*Instructions to follow*.
Reproduce the records exactly, beginning with their first line and ending with the line that contains "PostgreSQL: 63 bytes", and output nothing more.

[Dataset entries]
===============

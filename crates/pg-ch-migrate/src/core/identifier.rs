//! Identifier validation and quoting for dynamically built statements.
//!
//! Table names come from the job file and cannot be bound as statement
//! parameters, so they are validated and quoted per dialect before being
//! placed into `COPY` and `INSERT` text.
//!
//! Names may be schema-qualified (`sales.orders`). Each dot-separated part is
//! quoted separately; quoting makes names case-sensitive.

use crate::error::{MigrateError, Result};

/// Maximum identifier length (conservative limit across both stores).
/// - PostgreSQL: 63 bytes
/// - ClickHouse: no hard limit, but long names are rejected by most tooling
const MAX_IDENTIFIER_LENGTH: usize = 128;

/// Validate an identifier for security issues.
///
/// Rejects empty identifiers, identifiers containing null bytes or control
/// characters, empty path segments (`sales..orders`) and identifiers that
/// exceed the maximum length.
pub fn validate_identifier(name: &str) -> Result<()> {
    if name.trim().is_empty() {
        return Err(MigrateError::Config(
            "Identifier cannot be empty".to_string(),
        ));
    }

    if name.chars().any(|c| c == '\0' || c.is_control()) {
        return Err(MigrateError::Config(format!(
            "SECURITY: Identifier contains control characters (possible injection attempt): {:?}",
            name
        )));
    }

    if name.len() > MAX_IDENTIFIER_LENGTH {
        return Err(MigrateError::Config(format!(
            "SECURITY: Identifier exceeds maximum length of {} bytes (got {} bytes): {:?}",
            MAX_IDENTIFIER_LENGTH,
            name.len(),
            name
        )));
    }

    if name.split('.').any(|part| part.is_empty()) {
        return Err(MigrateError::Config(format!(
            "Identifier has an empty name segment: {:?}",
            name
        )));
    }

    Ok(())
}

/// Quote a possibly schema-qualified PostgreSQL name.
///
/// ```ignore
/// assert_eq!(qualify_pg("orders")?, "\"orders\"");
/// assert_eq!(qualify_pg("sales.orders")?, "\"sales\".\"orders\"");
/// ```
pub fn qualify_pg(name: &str) -> Result<String> {
    validate_identifier(name)?;
    Ok(name
        .split('.')
        .map(|part| format!("\"{}\"", part.replace('"', "\"\"")))
        .collect::<Vec<_>>()
        .join("."))
}

/// Quote a possibly database-qualified ClickHouse name using backticks.
///
/// ```ignore
/// assert_eq!(qualify_ch("orders")?, "`orders`");
/// assert_eq!(qualify_ch("analytics.orders")?, "`analytics`.`orders`");
/// ```
pub fn qualify_ch(name: &str) -> Result<String> {
    validate_identifier(name)?;
    Ok(name
        .split('.')
        .map(|part| format!("`{}`", part.replace('\\', "\\\\").replace('`', "\\`")))
        .collect::<Vec<_>>()
        .join("."))
}

#[cfg(test)]
mod tests {
    use super::*;

    #[test]
    fn test_validate_rejects_bad_names() {
        assert!(validate_identifier("").is_err());
        assert!(validate_identifier("   ").is_err());
        assert!(validate_identifier("orders\0").is_err());
        assert!(validate_identifier("orders\n; DROP TABLE x").is_err());
        assert!(validate_identifier("sales..orders").is_err());
        assert!(validate_identifier(&"a".repeat(MAX_IDENTIFIER_LENGTH + 1)).is_err());
        assert!(validate_identifier("sales.orders").is_ok());
    }

    #[test]
    fn test_qualify_pg() {
        assert_eq!(qualify_pg("orders").unwrap(), "\"orders\"");
        assert_eq!(qualify_pg("sales.orders").unwrap(), "\"sales\".\"orders\"");
        assert_eq!(qualify_pg("we\"ird").unwrap(), "\"we\"\"ird\"");
    }

    #[test]
    fn test_qualify_ch() {
        assert_eq!(qualify_ch("orders").unwrap(), "`orders`");
        assert_eq!(qualify_ch("analytics.orders").unwrap(), "`analytics`.`orders`");
        assert_eq!(qualify_ch("we`ird").unwrap(), "`we\\`ird`");
    }
}
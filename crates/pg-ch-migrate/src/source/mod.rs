//! Source store (PostgreSQL) access.

mod postgres;
mod tls;

pub use postgres::PgSource;
pub use tls::{SslMode, TlsBuilder};

use crate::error::Result;
use async_trait::async_trait;
use bytes::Bytes;
use futures::stream::BoxStream;

/// A store that tables are exported from.
#[async_trait]
pub trait SourceStore: Send + Sync {
    /// Store name used in events and errors.
    fn name(&self) -> &str;

    /// Open a connection and release it. Used by the connection gate.
    async fn ping(&self) -> Result<()>;

    /// Open a session for one export.
    async fn open(&self) -> Result<Box<dyn ExportSession>>;
}

/// One open source connection.
#[async_trait]
pub trait ExportSession: Send {
    /// Start a CSV export of `table` (header first) and return its byte stream.
    async fn copy_out_csv(&mut self, table: &str) -> Result<BoxStream<'static, Result<Bytes>>>;

    /// Release the connection. Safe to call more than once.
    async fn close(&mut self);
}
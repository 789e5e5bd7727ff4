//! Source table to intermediate CSV file.

use std::path::Path;
use std::sync::Arc;
use std::time::Instant;

use futures::StreamExt;
use tokio::io::{AsyncWriteExt, BufWriter};

use super::{ExportStats, FILE_BUFFER_SIZE};
use crate::core::record::RecordScanner;
use crate::error::{MigrateError, Result};
use crate::events::{EventSink, PipelineEvent};
use crate::source::{ExportSession, SourceStore};

/// Streams whole tables out of a [`SourceStore`].
pub struct Extractor {
    source: Arc<dyn SourceStore>,
    events: Arc<dyn EventSink>,
}

impl Extractor {
    pub fn new(source: Arc<dyn SourceStore>, events: Arc<dyn EventSink>) -> Self {
        Self { source, events }
    }

    /// Export `table` to `output`, header first.
    ///
    /// The file is written as chunks arrive, so memory use does not grow with
    /// the table. On failure a partially written file is left in place.
    pub async fn export_table(&self, table: &str, output: &Path) -> Result<ExportStats> {
        self.events.emit(&PipelineEvent::ExportStarted {
            table: table.to_string(),
            path: output.to_path_buf(),
        });
        let start = Instant::now();

        if let Some(parent) = output.parent() {
            tokio::fs::create_dir_all(parent)
                .await
                .map_err(|e| MigrateError::extraction(table, e))?;
        }

        let mut session = self
            .source
            .open()
            .await
            .map_err(|e| MigrateError::extraction(table, e))?;
        let result = copy_to_file(session.as_mut(), table, output).await;
        session.close().await;
        let rows = result.map_err(|e| into_extraction(table, e))?;

        let bytes = tokio::fs::metadata(output)
            .await
            .map_err(|e| MigrateError::extraction(table, e))?
            .len();

        let stats = ExportStats {
            rows,
            bytes,
            elapsed: start.elapsed(),
        };
        self.events.emit(&PipelineEvent::ExportFinished {
            table: table.to_string(),
            path: output.to_path_buf(),
            rows: stats.rows,
            bytes: stats.bytes,
            elapsed: stats.elapsed,
        });
        Ok(stats)
    }
}

async fn copy_to_file(session: &mut dyn ExportSession, table: &str, output: &Path) -> Result<u64> {
    let mut stream = session.copy_out_csv(table).await?;
    let file = tokio::fs::File::create(output).await?;
    let mut writer = BufWriter::with_capacity(FILE_BUFFER_SIZE, file);
    let mut scanner = RecordScanner::new();

    while let Some(chunk) = stream.next().await {
        let chunk = chunk?;
        scanner.feed(&chunk);
        writer.write_all(&chunk).await?;
    }
    writer.flush().await?;

    Ok(scanner.data_rows())
}

fn into_extraction(table: &str, err: MigrateError) -> MigrateError {
    match err {
        MigrateError::Extraction { .. } => err,
        other => MigrateError::extraction(table, other),
    }
}
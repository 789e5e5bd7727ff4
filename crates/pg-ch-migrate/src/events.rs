//! Structured progress events emitted by the pipeline.
//!
//! Pipeline components never configure logging. They emit [`PipelineEvent`]s
//! to an [`EventSink`] handed to them at construction. [`TracingSink`]
//! renders events as `tracing` records; how those are formatted and where
//! they are written is decided by whoever installs the subscriber.

use std::path::PathBuf;
use std::sync::Arc;
use std::time::Duration;
use tracing::{error, info, warn};

/// A pipeline stage, as named in failure events.
#[derive(Debug, Clone, Copy, PartialEq, Eq)]
pub enum Stage {
    Extract,
    Load,
    Gate,
}

impl Stage {
    pub fn as_str(&self) -> &'static str {
        match self {
            Stage::Extract => "extract",
            Stage::Load => "load",
            Stage::Gate => "connection gate",
        }
    }
}

/// Progress and failure events.
#[derive(Debug, Clone, PartialEq)]
pub enum PipelineEvent {
    StoreReady {
        store: String,
        attempts: u32,
    },
    StoreUnavailable {
        store: String,
        attempt: u32,
        error: String,
    },
    JobStarted {
        index: usize,
        total: usize,
        label: String,
        mode: String,
    },
    ExportStarted {
        table: String,
        path: PathBuf,
    },
    ExportFinished {
        table: String,
        path: PathBuf,
        rows: u64,
        bytes: u64,
        elapsed: Duration,
    },
    LoadStarted {
        table: String,
        path: PathBuf,
        batch_size: usize,
    },
    BatchLoaded {
        table: String,
        batch: usize,
        rows: usize,
        total_rows: u64,
        elapsed: Duration,
    },
    LoadFinished {
        table: String,
        rows: u64,
        batches: usize,
        elapsed: Duration,
    },
    JobCompleted {
        index: usize,
        label: String,
    },
    StageFailed {
        stage: Stage,
        table: String,
        error: String,
    },
}

/// Receiver of pipeline events.
pub trait EventSink: Send + Sync {
    fn emit(&self, event: &PipelineEvent);
}

/// Renders events through `tracing`.
#[derive(Debug, Default, Clone, Copy)]
pub struct TracingSink;

impl TracingSink {
    pub fn shared() -> Arc<dyn EventSink> {
        Arc::new(TracingSink)
    }
}

impl EventSink for TracingSink {
    fn emit(&self, event: &PipelineEvent) {
        match event {
            PipelineEvent::StoreReady { store, attempts } => {
                info!(store = %store, attempts = *attempts, "{} connection successful", store);
            }
            PipelineEvent::StoreUnavailable {
                store,
                attempt,
                error,
            } => {
                warn!(
                    store = %store,
                    attempt = *attempt,
                    "Waiting for {}... Error: {}",
                    store,
                    error
                );
            }
            PipelineEvent::JobStarted {
                index,
                total,
                label,
                mode,
            } => {
                info!(job = index + 1, total = *total, mode = %mode, "Starting job {}", label);
            }
            PipelineEvent::ExportStarted { table, path } => {
                info!(table = %table, "Starting PostgreSQL export to {}", path.display());
            }
            PipelineEvent::ExportFinished {
                table,
                path,
                rows,
                bytes,
                elapsed,
            } => {
                info!(
                    table = %table,
                    rows = *rows,
                    "Data exported to {} (Size: {:.2} MB, Time: {:.2} seconds)",
                    path.display(),
                    *bytes as f64 / (1024.0 * 1024.0),
                    elapsed.as_secs_f64()
                );
            }
            PipelineEvent::LoadStarted {
                table,
                path,
                batch_size,
            } => {
                info!(
                    table = %table,
                    "Starting ClickHouse import from {} with batch size {}",
                    path.display(),
                    batch_size
                );
            }
            PipelineEvent::BatchLoaded {
                table,
                batch,
                rows,
                total_rows,
                elapsed,
            } => {
                info!(
                    table = %table,
                    batch = *batch,
                    "Inserted batch of {} rows (Total: {}, Batch time: {:.2}s)",
                    rows,
                    total_rows,
                    elapsed.as_secs_f64()
                );
            }
            PipelineEvent::LoadFinished {
                table,
                rows,
                batches,
                elapsed,
            } => {
                info!(
                    batches = *batches,
                    "Import complete! Total {} rows imported to {} in {:.2} seconds",
                    rows,
                    table,
                    elapsed.as_secs_f64()
                );
            }
            PipelineEvent::JobCompleted { index, label } => {
                info!(job = index + 1, "Job {} completed successfully", label);
            }
            PipelineEvent::StageFailed {
                stage,
                table,
                error,
            } => {
                error!(stage = stage.as_str(), table = %table, "Migration failed: {}", error);
            }
        }
    }
}

#[cfg(test)]
pub(crate) mod testing {
    use super::*;
    use std::sync::Mutex;

    /// Sink that keeps every event for assertions.
    #[derive(Default)]
    pub struct RecordingSink {
        events: Mutex<Vec<PipelineEvent>>,
    }

    impl RecordingSink {
        pub fn events(&self) -> Vec<PipelineEvent> {
            self.events.lock().unwrap().clone()
        }

        pub fn failures(&self) -> Vec<PipelineEvent> {
            self.events()
                .into_iter()
                .filter(|e| matches!(e, PipelineEvent::StageFailed { .. }))
                .collect()
        }

        pub fn batch_sizes(&self) -> Vec<usize> {
            self.events()
                .into_iter()
                .filter_map(|e| match e {
                    PipelineEvent::BatchLoaded { rows, .. } => Some(rows),
                    _ => None,
                })
                .collect()
        }
    }

    impl EventSink for RecordingSink {
        fn emit(&self, event: &PipelineEvent) {
            self.events.lock().unwrap().push(event.clone());
        }
    }
}
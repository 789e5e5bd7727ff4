//! Job model shared by configuration and the orchestrator.
//!
//! - [`Job`]: one configured transfer (table or CSV file to destination)
//! - [`JobOutcome`]: what happened when a job ran

mod job;

pub use job::{Job, JobOutcome, JobSource};
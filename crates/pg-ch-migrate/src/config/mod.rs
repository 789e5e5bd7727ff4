//! Configuration loading and validation.

mod env;
mod types;
mod validation;

pub use types::*;
pub use validation::{validate_source, validate_target};

use crate::error::{MigrateError, Result};
use crate::pipeline::{Job, JobSource};
use std::path::Path;

impl Config {
    /// Load configuration from a JSON or YAML file, chosen by extension.
    pub fn load<P: AsRef<Path>>(path: P) -> Result<Self> {
        let path = path.as_ref();
        let content = std::fs::read_to_string(path).map_err(|e| {
            MigrateError::Config(format!("cannot read {}: {}", path.display(), e))
        })?;
        match path.extension().and_then(|e| e.to_str()) {
            Some("yaml") | Some("yml") => Self::from_yaml(&content),
            _ => Self::from_json(&content),
        }
    }

    /// Parse configuration from a JSON string.
    pub fn from_json(json: &str) -> Result<Self> {
        let config: Config = serde_json::from_str(json)?;
        config.validate()?;
        Ok(config)
    }

    /// Parse configuration from a YAML string.
    pub fn from_yaml(yaml: &str) -> Result<Self> {
        let config: Config = serde_yaml::from_str(yaml)?;
        config.validate()?;
        Ok(config)
    }

    /// Validate the configuration.
    pub fn validate(&self) -> Result<()> {
        validation::validate(self)
    }

    /// Expand the configuration into the ordered job list for this run.
    pub fn jobs(&self) -> Vec<Job> {
        let mode = self.migration_schema;
        match mode {
            MigrationMode::Push => self
                .csv_files
                .iter()
                .map(|f| Job {
                    mode,
                    source: JobSource::CsvFile(f.csv.clone()),
                    dest_table: f.table.clone(),
                    batch_size: f.insert_batchsize,
                })
                .collect(),
            MigrationMode::Pull | MigrationMode::Full => self
                .tables
                .iter()
                .map(|t| Job {
                    mode,
                    source: JobSource::Table(t.name.clone()),
                    dest_table: t.target_table.clone().unwrap_or_else(|| t.name.clone()),
                    batch_size: t.insert_batchsize,
                })
                .collect(),
        }
    }
}
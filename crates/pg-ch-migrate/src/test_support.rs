//! In-memory stores for unit tests.

use std::path::{Path, PathBuf};
use std::sync::atomic::{AtomicU32, AtomicUsize, Ordering};
use std::sync::{Arc, Mutex};

use async_trait::async_trait;
use bytes::Bytes;
use futures::stream::{self, BoxStream, StreamExt};

use crate::error::{MigrateError, Result};
use crate::source::{ExportSession, SourceStore};
use crate::target::{InsertSession, TargetStore};

/// `id,name` CSV with `rows` data records.
pub fn csv_table(rows: usize) -> String {
    let mut csv = String::from("id,name\n");
    for i in 1..=rows {
        csv.push_str(&format!("{},name_{}\n", i, i));
    }
    csv
}

pub fn write_file(dir: &Path, name: &str, contents: &str) -> PathBuf {
    let path = dir.join(name);
    std::fs::write(&path, contents).unwrap();
    path
}

fn refused(store: &str) -> MigrateError {
    MigrateError::Io(std::io::Error::new(
        std::io::ErrorKind::ConnectionRefused,
        format!("{} connection refused", store),
    ))
}

/// Take one from `counter` if it is non-zero.
fn take_one(counter: &AtomicU32) -> bool {
    counter
        .fetch_update(Ordering::SeqCst, Ordering::SeqCst, |n| n.checked_sub(1))
        .is_ok()
}

#[derive(Default)]
struct SourceState {
    exported: Mutex<Vec<String>>,
    closed: AtomicUsize,
}

/// Source whose every table exports the same CSV text.
pub struct MockSource {
    chunks: Vec<Bytes>,
    fail_mid_stream: bool,
    fail_open: bool,
    unavailable_for: AtomicU32,
    pings: AtomicU32,
    state: Arc<SourceState>,
}

impl MockSource {
    pub fn new(csv: &str) -> Self {
        // Odd-sized chunks so records straddle chunk boundaries.
        let chunks = csv
            .as_bytes()
            .chunks(7)
            .map(Bytes::copy_from_slice)
            .collect();
        Self {
            chunks,
            fail_mid_stream: false,
            fail_open: false,
            unavailable_for: AtomicU32::new(0),
            pings: AtomicU32::new(0),
            state: Arc::default(),
        }
    }

    /// Stream half the data, then fail.
    pub fn failing_mid_stream(mut self) -> Self {
        self.fail_mid_stream = true;
        self
    }

    /// Answer pings but refuse every session.
    pub fn failing_open(mut self) -> Self {
        self.fail_open = true;
        self
    }

    /// Refuse the first `k` pings.
    pub fn unavailable_for(self, k: u32) -> Self {
        self.unavailable_for.store(k, Ordering::SeqCst);
        self
    }

    pub fn pings(&self) -> u32 {
        self.pings.load(Ordering::SeqCst)
    }

    pub fn exported_tables(&self) -> Vec<String> {
        self.state.exported.lock().unwrap().clone()
    }

    pub fn closed_sessions(&self) -> usize {
        self.state.closed.load(Ordering::SeqCst)
    }
}

#[async_trait]
impl SourceStore for MockSource {
    fn name(&self) -> &str {
        "PostgreSQL"
    }

    async fn ping(&self) -> Result<()> {
        self.pings.fetch_add(1, Ordering::SeqCst);
        if take_one(&self.unavailable_for) {
            return Err(refused("PostgreSQL"));
        }
        Ok(())
    }

    async fn open(&self) -> Result<Box<dyn ExportSession>> {
        if self.fail_open {
            return Err(refused("PostgreSQL"));
        }
        Ok(Box::new(MockExportSession {
            chunks: self.chunks.clone(),
            fail_mid_stream: self.fail_mid_stream,
            state: self.state.clone(),
            closed: false,
        }))
    }
}

struct MockExportSession {
    chunks: Vec<Bytes>,
    fail_mid_stream: bool,
    state: Arc<SourceState>,
    closed: bool,
}

#[async_trait]
impl ExportSession for MockExportSession {
    async fn copy_out_csv(&mut self, table: &str) -> Result<BoxStream<'static, Result<Bytes>>> {
        self.state.exported.lock().unwrap().push(table.to_string());

        if self.fail_mid_stream {
            let half = self.chunks.len() / 2;
            let items: Vec<Result<Bytes>> = self.chunks[..half]
                .iter()
                .cloned()
                .map(Ok)
                .chain(std::iter::once(Err(refused("PostgreSQL"))))
                .collect();
            return Ok(stream::iter(items).boxed());
        }

        let items: Vec<Result<Bytes>> = self.chunks.iter().cloned().map(Ok).collect();
        Ok(stream::iter(items).boxed())
    }

    async fn close(&mut self) {
        if !self.closed {
            self.closed = true;
            self.state.closed.fetch_add(1, Ordering::SeqCst);
        }
    }
}

#[derive(Default)]
struct TargetState {
    committed: Mutex<Vec<(String, Bytes)>>,
    attempts: AtomicUsize,
    closed: AtomicUsize,
}

/// Destination that records inserted payloads.
pub struct MockTarget {
    reject_insert: Option<usize>,
    fail_open: bool,
    unavailable_for: AtomicU32,
    pings: AtomicU32,
    state: Arc<TargetState>,
}

impl MockTarget {
    pub fn new() -> Self {
        Self {
            reject_insert: None,
            fail_open: false,
            unavailable_for: AtomicU32::new(0),
            pings: AtomicU32::new(0),
            state: Arc::default(),
        }
    }

    /// Reject the `n`th insert call (1-based) with a server error.
    pub fn rejecting_insert(mut self, n: usize) -> Self {
        self.reject_insert = Some(n);
        self
    }

    /// Answer pings but refuse every session.
    pub fn failing_open(mut self) -> Self {
        self.fail_open = true;
        self
    }

    /// Refuse the first `k` pings.
    pub fn unavailable_for(self, k: u32) -> Self {
        self.unavailable_for.store(k, Ordering::SeqCst);
        self
    }

    pub fn pings(&self) -> u32 {
        self.pings.load(Ordering::SeqCst)
    }

    pub fn committed(&self) -> Vec<(String, Bytes)> {
        self.state.committed.lock().unwrap().clone()
    }

    /// Data rows across committed payloads, headers excluded.
    pub fn committed_rows(&self) -> usize {
        self.committed()
            .iter()
            .map(|(_, payload)| payload.iter().filter(|&&b| b == b'\n').count() - 1)
            .sum()
    }

    pub fn insert_attempts(&self) -> usize {
        self.state.attempts.load(Ordering::SeqCst)
    }

    pub fn closed_sessions(&self) -> usize {
        self.state.closed.load(Ordering::SeqCst)
    }
}

#[async_trait]
impl TargetStore for MockTarget {
    fn name(&self) -> &str {
        "ClickHouse"
    }

    async fn ping(&self) -> Result<()> {
        self.pings.fetch_add(1, Ordering::SeqCst);
        if take_one(&self.unavailable_for) {
            return Err(refused("ClickHouse"));
        }
        Ok(())
    }

    async fn open(&self) -> Result<Box<dyn InsertSession>> {
        if self.fail_open {
            return Err(refused("ClickHouse"));
        }
        Ok(Box::new(MockInsertSession {
            reject_insert: self.reject_insert,
            state: self.state.clone(),
            closed: false,
        }))
    }
}

struct MockInsertSession {
    reject_insert: Option<usize>,
    state: Arc<TargetState>,
    closed: bool,
}

#[async_trait]
impl InsertSession for MockInsertSession {
    async fn insert_csv(&mut self, table: &str, chunk: Bytes) -> Result<()> {
        let attempt = self.state.attempts.fetch_add(1, Ordering::SeqCst) + 1;
        if self.reject_insert == Some(attempt) {
            return Err(MigrateError::ClickHouse {
                status: 400,
                message: "Code: 27. Cannot parse input".to_string(),
            });
        }
        self.state
            .committed
            .lock()
            .unwrap()
            .push((table.to_string(), chunk));
        Ok(())
    }

    async fn close(&mut self) {
        if !self.closed {
            self.closed = true;
            self.state.closed.fetch_add(1, Ordering::SeqCst);
        }
    }
}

===============

*Expected answer*.
filename crates/pg-ch-migrate/src/core/identifier.rs
//! Identifier validation and quoting for dynamically built statements.
//!
//! Table names come from the job file and cannot be bound as statement
//! parameters, so they are validated and quoted per dialect before being
//! placed into `COPY` and `INSERT` text.
//!
//! Names may be schema-qualified (`sales.orders`). Each dot-separated part is
//! quoted separately; quoting makes names case-sensitive.

use crate::error::{MigrateError, Result};

/// Maximum identifier length (conservative limit across both stores).
/// - PostgreSQL: 63 bytes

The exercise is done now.